Appeal from the United States District Court for the Western District of Virginia, at Roanoke. James C. Turk, Chief District Judge. (CA-90-246-R; CR-89-21-R)

Boyd A. Tackett, Jr., Conway, Ark., for appellant.

Karen Breeding Peters, Assistant United States Attorney, Roanoke, Va., for appellee.

W.D. Va.


Before MURNAGHAN, SPROUSE and NIEMEYER, Circuit Judges.


John David Moss appeals the district court's dismissal of his 28 U.S.C. § 2255 motion. Because Moss's appeal lacks merit, we affirm.

Moss raises two claims in his Sec. 2255 motion. First, he claims that he never waived his right to be prosecuted in the Danville Division of the Western District of Virginia, the location where he committed the offenses in question. We find this claim without merit. We note initially that any error of the type complained of here is not subject to collateral attack under Sec. 2255 unless it constitutes a fundamental defect which inherently results in a complete miscarriage of justice. United States v. Addonizio, 442 U.S. 178, 185 (1979). It is clear that no such showing has been made here. Moreover, even if we were to review the claim, it was properly dismissed on the merits. First, the record reveals that Moss waived his right to challenge venue by not raising the issue in a timely manner, as required by Fed. R. Crim. P. 12(b) (2). In addition, "absent a showing that the district court either abused, or failed to exercise, its discretion, when a federal judicial district has been carved into divisions, an accused has no right to trial in a particular division, even one where the offense occurred." United States v. Truglio, 731 F.2d 1123, 1130 (4th Cir.), cert. denied, 469 U.S. 862 (1984). Therefore, even if no waiver occurred, Moss has not shown that the district court abused, or failed to exercise, its discretion by not holding his trial in the Danville Division of the Western District of Virginia.

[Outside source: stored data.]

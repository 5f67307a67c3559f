//! Decides, once per tick, whether a checkpoint was hit and which message to send.

use crate::core::notify::messages::{COMPLETION_MESSAGE, overtime_message, remaining_message};
use crate::models::remaining::RemainingState;
use tracing::debug;

/// Remaining-time checkpoints: whole hours from 8 to 2, then 60..0 in the last hour.
pub const REMAINING_CHECKPOINTS: [i64; 16] = [
    480, 420, 360, 300, 240, 180, 120, 60, 50, 40, 30, 20, 15, 10, 5, 0,
];

/// Overtime checkpoints: every 5 minutes up to 30, then whole hours up to 5.
pub const OVERTIME_CHECKPOINTS: [i64; 11] = [5, 10, 15, 20, 25, 30, 60, 120, 180, 240, 300];

pub fn should_notify(remaining_minutes: i64) -> bool {
    REMAINING_CHECKPOINTS.contains(&remaining_minutes)
}

pub fn should_notify_overtime(overtime_minutes: i64) -> bool {
    OVERTIME_CHECKPOINTS.contains(&overtime_minutes)
}

#[derive(Debug, Clone, Copy, PartialEq, Eq)]
pub enum Alert {
    Remaining(i64),
    Overtime(i64),
    Completed,
}

#[derive(Debug, Clone, PartialEq, Eq)]
pub struct Notification {
    pub alert: Alert,
    pub body: String,
}

/// Checkpoint state machine.
///
/// `rotation` lives for the whole process; `reset_session` only clears the
/// per-session edge state.
#[derive(Debug, Default)]
pub struct NotificationScheduler {
    rotation: usize,
    last_alert: Option<Alert>,
    completion_announced: bool,
}

impl NotificationScheduler {
    pub fn new() -> Self {
        Self::default()
    }

    /// Number of remaining-time messages shown so far.
    pub fn rotation(&self) -> usize {
        self.rotation
    }

    pub fn reset_session(&mut self) {
        self.last_alert = None;
        self.completion_announced = false;
    }

    /// Evaluate one tick. A checkpoint fires only on the tick that lands on
    /// it; repeating the same value on the next tick does not fire again.
    pub fn evaluate(&mut self, state: &RemainingState) -> Option<Notification> {
        let alert = self.classify(state);
        let previous = std::mem::replace(&mut self.last_alert, alert);

        let alert = alert?;
        if previous == Some(alert) {
            debug!(?alert, "checkpoint already notified on previous tick");
            return None;
        }

        let body = match alert {
            Alert::Overtime(mins) => overtime_message(mins),
            Alert::Remaining(mins) => {
                let body = remaining_message(self.rotation, mins);
                self.rotation += 1;
                body
            }
            Alert::Completed => {
                self.completion_announced = true;
                COMPLETION_MESSAGE.to_string()
            }
        };

        debug!(?alert, "checkpoint reached");
        Some(Notification { alert, body })
    }

    fn classify(&self, state: &RemainingState) -> Option<Alert> {
        if state.in_overtime() {
            should_notify_overtime(state.overtime_minutes)
                .then_some(Alert::Overtime(state.overtime_minutes))
        } else if !state.completed {
            should_notify(state.remaining_minutes).then_some(Alert::Remaining(state.remaining_minutes))
        } else if state.remaining_minutes == 0 && !self.completion_announced {
            Some(Alert::Completed)
        } else {
            None
        }
    }
}
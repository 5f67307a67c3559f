/// ANSI color helper utilities for terminal output.
pub const RESET: &str = "\x1b[0m";

pub const GREY: &str = "\x1b[90m";

pub const RED: &str = "\x1b[31m";
pub const GREEN: &str = "\x1b[32m";

pub const YELLOW: &str = "\x1b[33m";
pub const BLUE: &str = "\x1b[34m";
pub const CYAN: &str = "\x1b[36m";
pub const MAGENTA: &str = "\x1b[35m";

/// Minutes left or overtime:
/// overtime → red
/// nothing left → green
/// otherwise → reset
pub fn color_for_balance(remaining_minutes: i64, overtime_minutes: i64) -> &'static str {
    if overtime_minutes > 0 {
        RED
    } else if remaining_minutes == 0 {
        GREEN
    } else {
        RESET
    }
}
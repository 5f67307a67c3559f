//! Parsing of raw 12-hour punch strings (`9:05 am`, `12:30 PM`).

use crate::models::session::OPEN_SENTINEL;
use crate::models::time_of_day::TimeOfDay;
use tracing::debug;

/// Parse a raw punch into a time of day.
///
/// Returns `None` for empty input, the open sentinel, or anything that is
/// not a valid clock value. Without an am/pm marker the clock part is read
/// as 24-hour time.
pub fn parse_time(raw: &str) -> Option<TimeOfDay> {
    let raw = raw.trim();
    if raw.is_empty() || raw == OPEN_SENTINEL {
        return None;
    }

    let lower = raw.to_lowercase();
    let (clock, period) = split_period(&lower);

    let (h, m) = clock.split_once(':')?;
    let Ok(mut hours) = h.trim().parse::<u32>() else {
        debug!(raw, "unparsable hour in punch");
        return None;
    };
    let Ok(minutes) = m.trim().parse::<u32>() else {
        debug!(raw, "unparsable minute in punch");
        return None;
    };

    match period {
        Some(p @ ("am" | "pm")) => {
            if !(1..=12).contains(&hours) {
                debug!(raw, hours, "hour out of range for 12-hour clock");
                return None;
            }
            if p == "pm" && hours != 12 {
                hours += 12;
            }
            if p == "am" && hours == 12 {
                hours = 0;
            }
        }
        Some(other) => {
            debug!(raw, period = other, "unknown period marker");
            return None;
        }
        None => {}
    }

    let parsed = TimeOfDay::new(hours, minutes);
    if parsed.is_none() {
        debug!(raw, "punch out of range");
    }
    parsed
}

/// Parse an optional cell; an absent cell behaves like an unparsable one.
pub fn parse_optional(raw: Option<&str>) -> Option<TimeOfDay> {
    raw.and_then(parse_time)
}

fn split_period(lower: &str) -> (&str, Option<&str>) {
    if let Some((clock, period)) = lower.split_once(' ') {
        return (clock, Some(period.trim()));
    }
    // tolerate "9:00am"
    for suffix in ["am", "pm"] {
        if let Some(clock) = lower.strip_suffix(suffix) {
            return (clock, Some(suffix));
        }
    }
    (lower, None)
}
//! Notification bodies.

use crate::utils::formatting::{format_remaining, plural};

/// Rotated in order, one step per remaining-time notification.
pub const REMAINING_TEMPLATES: [&str; 8] = [
    "Time check! {remaining} left in your workday. Keep going! 💠",
    "Quick update: {remaining} until you hit your 8-hour mark! 🎯",
    "Checking in - {remaining} to go. You've got this! 🌟",
    "Time flies! {remaining} remaining in your workday. Stay focused! 🚀",
    "Progress check: {remaining} left. Take a stretch if needed! 🧘",
    "Heads up! {remaining} to complete your day. Keep up the great work! 👍",
    "Time update: {remaining} remaining. Remember to stay hydrated! 💧",
    "Almost there! {remaining} left in your workday. You're doing great! ⭐",
];

pub const COMPLETION_MESSAGE: &str = "Congratulations! You've completed your 8-hour workday! 🎉";

pub fn remaining_message(rotation: usize, remaining_minutes: i64) -> String {
    REMAINING_TEMPLATES[rotation % REMAINING_TEMPLATES.len()]
        .replace("{remaining}", &format_remaining(remaining_minutes))
}

/// `You're working overtime! 1 hour 5 minutes extra! 🚀`
pub fn overtime_message(overtime_minutes: i64) -> String {
    let hours = overtime_minutes / 60;
    let minutes = overtime_minutes % 60;

    let mut message = String::from("You're working overtime! ");
    if hours > 0 {
        message.push_str(&format!("{} ", plural(hours, "hour")));
    }
    if minutes > 0 {
        message.push_str(&format!("{} ", plural(minutes, "minute")));
    }
    message.push_str("extra! 🚀");
    message
}
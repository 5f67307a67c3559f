use crate::host::source::SessionSource;

#[derive(Debug, Clone, Copy, PartialEq, Eq)]
pub enum AvailabilityEvent {
    Appeared,
    Changed,
    Vanished,
}

/// Turns successive fingerprints of a sheet into availability events.
#[derive(Debug, Default)]
pub struct AvailabilityWatcher {
    last: Option<u64>,
}

impl AvailabilityWatcher {
    pub fn observe(&mut self, source: &dyn SessionSource) -> Option<AvailabilityEvent> {
        let current = source.fingerprint();
        let event = match (self.last, current) {
            (None, Some(_)) => Some(AvailabilityEvent::Appeared),
            (Some(_), None) => Some(AvailabilityEvent::Vanished),
            (Some(before), Some(after)) if before != after => Some(AvailabilityEvent::Changed),
            _ => None,
        };
        self.last = current;
        event
    }
}
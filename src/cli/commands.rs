pub mod checkpoints;
pub mod config;
pub mod init;
pub mod parse;
pub mod remaining;
pub mod summary;
pub mod watch;

use crate::cli::parser::PunchArgs;
use crate::config::Config;
use crate::core::calculator::parser::parse_time;
use crate::errors::{AppError, AppResult};
use crate::host::clock::{Clock, FixedClock, SystemClock};
use crate::host::source::{InlinePunches, PunchFile, SessionSource};
use crate::utils::path::expand_tilde;

/// `--punch` values win; otherwise `--file`, otherwise the configured sheet.
pub fn resolve_source(args: &PunchArgs, cfg: &Config) -> AppResult<Box<dyn SessionSource>> {
    if !args.punches.is_empty() {
        return Ok(Box::new(InlinePunches::from_lines(&args.punches)?));
    }
    let path = match &args.file {
        Some(f) => expand_tilde(f),
        None => cfg.punch_path(),
    };
    Ok(Box::new(PunchFile::new(path)))
}

pub fn resolve_clock(at: Option<&String>) -> AppResult<Box<dyn Clock>> {
    match at {
        Some(raw) => {
            let t = parse_time(raw).ok_or_else(|| AppError::InvalidTime(raw.clone()))?;
            Ok(Box::new(FixedClock(t)))
        }
        None => Ok(Box::new(SystemClock)),
    }
}
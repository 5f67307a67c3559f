//! Unified application error type.
//! The engine itself never fails (it degrades to neutral values); AppError
//! covers the surfaces around it: files, config, command-line input.

use std::io;
use thiserror::Error;

#[derive(Error, Debug)]
pub enum AppError {
    // ---------------------------
    // IO
    // ---------------------------
    #[error("I/O error: {0}")]
    Io(#[from] io::Error),

    // ---------------------------
    // Parsing errors
    // ---------------------------
    #[error("Invalid time format: {0} (expected e.g. \"9:05 am\")")]
    InvalidTime(String),

    #[error("Invalid punch: {0} (expected \"START - END\")")]
    InvalidPunch(String),

    // ---------------------------
    // Config errors
    // ---------------------------
    #[error("Configuration error: {0}")]
    Config(String),

    #[error("Failed to load configuration")]
    ConfigLoad,

    #[error("Failed to save configuration")]
    ConfigSave,

    #[error("Invalid configuration: {0}")]
    ConfigParse(#[from] serde_yaml::Error),

    // ---------------------------
    // Runtime
    // ---------------------------
    #[error("Signal handler error: {0}")]
    SignalHandler(String),
}

pub type AppResult<T> = Result<T, AppError>;
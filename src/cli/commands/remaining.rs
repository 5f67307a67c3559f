use crate::cli::commands::{resolve_clock, resolve_source};
use crate::cli::parser::Commands;
use crate::config::Config;
use crate::core::calculator::{NOT_AVAILABLE, aggregate::aggregate, remaining::remaining};
use crate::errors::AppResult;
use crate::models::duration::WorkDuration;
use crate::utils::colors::{RESET, color_for_balance};
use crate::utils::formatting::{format_duration, format_remaining};

pub fn handle(cmd: &Commands, cfg: &Config) -> AppResult<()> {
    if let Commands::Remaining { punches, at } = cmd {
        let source = resolve_source(punches, cfg)?;
        let now = resolve_clock(at.as_ref())?.now();

        let sessions = source.sessions();
        let state = aggregate(sessions.as_deref(), now)
            .and_then(|agg| remaining(agg.first_start_time.as_deref(), agg.total_break_minutes, now));

        match state {
            None => println!("{NOT_AVAILABLE}"),
            Some(s) => {
                let color = color_for_balance(s.remaining_minutes, s.overtime_minutes);
                println!("{color}{}{RESET}", format_remaining(s.remaining_minutes));
                if s.in_overtime() {
                    let d = WorkDuration::from_minutes(s.overtime_minutes);
                    println!("{color}Overtime: {}{RESET}", format_duration(d.hours, d.minutes));
                }
            }
        }
    }
    Ok(())
}
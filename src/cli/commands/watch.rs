use crate::cli::commands::resolve_source;
use crate::cli::parser::Commands;
use crate::config::{Config, OutputFormat};
use crate::core::tracker::Tracker;
use crate::errors::AppResult;
use crate::host::clock::SystemClock;
use crate::host::notifier::{ConsoleNotifier, DesktopNotifier, FanoutNotifier, Notifier, NullNotifier};
use crate::host::renderer::{JsonRenderer, Renderer, TerminalRenderer};
use crate::signal::SignalHandler;
use crate::ui::messages::info;
use std::thread;
use std::time::{Duration, Instant};

const MIN_POLL_MS: u64 = 50;

pub fn handle(cmd: &Commands, cfg: &Config) -> AppResult<()> {
    if let Commands::Watch {
        punches,
        json,
        no_desktop,
    } = cmd
    {
        let json = *json || cfg.output == OutputFormat::Json;
        let source = resolve_source(punches, cfg)?;

        // JSON output stays machine-readable: no console echo of notifications.
        let echo: Box<dyn Notifier> = if json {
            Box::new(NullNotifier)
        } else {
            Box::new(ConsoleNotifier)
        };
        let notifier: Box<dyn Notifier> = if cfg.desktop_notifications && !*no_desktop {
            let desktop: Box<dyn Notifier> = Box::new(DesktopNotifier::new("rworkday"));
            Box::new(FanoutNotifier(vec![desktop, echo]))
        } else {
            echo
        };
        let renderer: Box<dyn Renderer> = if json {
            Box::new(JsonRenderer)
        } else {
            Box::new(TerminalRenderer::new())
        };

        let mut tracker = Tracker::new(
            source,
            Box::new(SystemClock),
            notifier,
            renderer,
            cfg.notification_title.clone(),
        );

        let signal = SignalHandler::new()?;
        let poll = Duration::from_millis(cfg.watch_poll_ms.max(MIN_POLL_MS));

        if !json {
            info("Watching punches (Ctrl+C to stop)…");
        }

        while !signal.is_shutdown_requested() {
            tracker.poll(Instant::now());
            thread::sleep(poll);
        }

        if tracker.is_tracking() {
            tracker.stop_tracking();
        }
    }
    Ok(())
}
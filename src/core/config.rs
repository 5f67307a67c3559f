use crate::errors::{AppError, AppResult};
use std::path::Path;
use std::process::Command;

pub struct ConfigLogic;

impl ConfigLogic {
    /// Platform default: $EDITOR, then $VISUAL, then nano/notepad.
    pub fn default_editor() -> String {
        std::env::var("EDITOR")
            .or_else(|_| std::env::var("VISUAL"))
            .unwrap_or_else(|_| {
                if cfg!(target_os = "windows") {
                    "notepad".to_string()
                } else {
                    "nano".to_string()
                }
            })
    }

    /// Open `path` in the requested editor, falling back to the default one.
    /// Returns the editor that succeeded.
    pub fn edit(path: &Path, editor: Option<&str>) -> AppResult<String> {
        let default_editor = Self::default_editor();
        let requested = editor.map(str::to_string).unwrap_or_else(|| default_editor.clone());

        if matches!(Command::new(&requested).arg(path).status(), Ok(s) if s.success()) {
            return Ok(requested);
        }

        crate::ui::messages::warning(format!(
            "Editor '{}' not available, falling back to '{}'",
            requested, default_editor
        ));

        match Command::new(&default_editor).arg(path).status() {
            Ok(s) if s.success() => Ok(default_editor),
            Ok(s) => Err(AppError::Config(format!(
                "editor '{}' exited with {}",
                default_editor, s
            ))),
            Err(e) => Err(AppError::Config(e.to_string())),
        }
    }
}
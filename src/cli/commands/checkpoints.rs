use crate::core::notify::scheduler::{OVERTIME_CHECKPOINTS, REMAINING_CHECKPOINTS};
use crate::errors::AppResult;
use crate::utils::formatting::format_remaining;

pub fn handle() -> AppResult<()> {
    println!("Remaining-time checkpoints:");
    for m in REMAINING_CHECKPOINTS {
        if m == 0 {
            println!("  {:>3} min  (completion)", m);
        } else {
            println!("  {:>3} min  ({})", m, format_remaining(m));
        }
    }

    println!("Overtime checkpoints:");
    for m in OVERTIME_CHECKPOINTS {
        println!("  {:>3} min", m);
    }
    Ok(())
}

Moss's second claim is that his sentence should have run concurrently with a previously imposed sentence. However, multiple terms of imprisonment imposed at different times run consecutively unless the court orders that the terms run concurrently. 18 U.S.C. § 3584. Therefore, because the district court did not order Moss's sentences to run concurrently with his previously imposed sentence, Moss's second claim is also without merit.

In conclusion, we affirm the district court's dismissal of Moss's motion. We dispense with oral argument because the facts and legal contentions are adequately presented in the materials before the Court and argument would not aid the decisional process.